Your task is to copy each line of the records that includes the string "every".
[EXTRACTED INFORMATION Boundary: Start]
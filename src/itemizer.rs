use crate::item::Item;
use fnv::FnvHashMap;
use itertools::Itertools;
use std::cmp::Ordering;

/// Maps item tokens to `Item` ids and back.
///
/// Ids are assigned in canonical token order: numerically if every token is
/// an unsigned integer, lexicographically otherwise. Comparing two `Item`s is
/// therefore the same as comparing their tokens, which is what lets sorted
/// id vectors serve as canonical itemsets and as the FP-tree tie-break.
pub struct Itemizer {
    item_str_to_id: FnvHashMap<String, Item>,
    item_id_to_str: Vec<String>,
}

impl Itemizer {
    pub fn from_tokens<I, S>(tokens: I) -> Itemizer
    where
        I: IntoIterator<Item = S>,
        S: AsRef<str>,
    {
        let mut distinct: Vec<String> = tokens
            .into_iter()
            .map(|s| String::from(s.as_ref()))
            .unique()
            .collect();
        ensure_sorted(&mut distinct);

        let mut item_str_to_id = FnvHashMap::default();
        for (index, token) in distinct.iter().enumerate() {
            item_str_to_id.insert(token.clone(), Item::with_id((index + 1) as u32));
        }
        Itemizer {
            item_str_to_id,
            item_id_to_str: distinct,
        }
    }

    pub fn id_of(&self, item: &str) -> Option<Item> {
        self.item_str_to_id.get(item).cloned()
    }

    pub fn str_of(&self, id: Item) -> &str {
        &self.item_id_to_str[id.as_index() - 1]
    }

    pub fn len(&self) -> usize {
        self.item_id_to_str.len()
    }

    pub fn is_empty(&self) -> bool {
        self.item_id_to_str.is_empty()
    }

    /// Looks up every token; `None` if any of them is unknown.
    pub fn to_id_vec(&self, items: &[&str]) -> Option<Vec<Item>> {
        items.iter().map(|s| self.id_of(s)).collect()
    }
}

// If all items convert to an integer, order by that integer,
// otherwise order lexicographically.
fn ensure_sorted(a: &mut Vec<String>) {
    let all_items_convert_to_ints = a.iter().all(|x| x.parse::<u64>().is_ok());
    if all_items_convert_to_ints {
        a.sort_by(|x, y| match (x.parse::<u64>(), y.parse::<u64>()) {
            // "07" and "7" parse equal; fall back to the text to keep the order total.
            (Ok(i), Ok(j)) => i.cmp(&j).then_with(|| x.cmp(y)),
            _ => Ordering::Equal,
        });
    } else {
        a.sort();
    }
}

#[cfg(test)]
mod tests {
    use super::Itemizer;

    #[test]
    fn test_lexicographic_ids() {
        let itemizer = Itemizer::from_tokens(vec!["milk", "bread", "egg", "bread"]);
        assert_eq!(itemizer.len(), 3);
        let bread = itemizer.id_of("bread").unwrap();
        let egg = itemizer.id_of("egg").unwrap();
        let milk = itemizer.id_of("milk").unwrap();
        assert!(bread < egg && egg < milk);
        assert_eq!(itemizer.str_of(egg), "egg");
        assert!(itemizer.id_of("beer").is_none());
    }

    #[test]
    fn test_numeric_ids() {
        let itemizer = Itemizer::from_tokens(vec!["10", "9", "100", "1"]);
        let ids = itemizer.to_id_vec(&["1", "9", "10", "100"]).unwrap();
        for pair in ids.windows(2) {
            assert!(pair[0] < pair[1]);
        }
        assert_eq!(itemizer.str_of(ids[2]), "10");
    }

    #[test]
    fn test_mixed_tokens_sort_lexicographically() {
        let itemizer = Itemizer::from_tokens(vec!["10", "9", "a"]);
        assert!(itemizer.id_of("10").unwrap() < itemizer.id_of("9").unwrap());
        assert!(itemizer.id_of("9").unwrap() < itemizer.id_of("a").unwrap());
    }
}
[EXTRACTED INFORMATION Boundary: End]
** TASK RESULT **
/// Ids are assigned in canonical token order: numerically if every token is
    /// Looks up every token; `None` if any of them is unknown.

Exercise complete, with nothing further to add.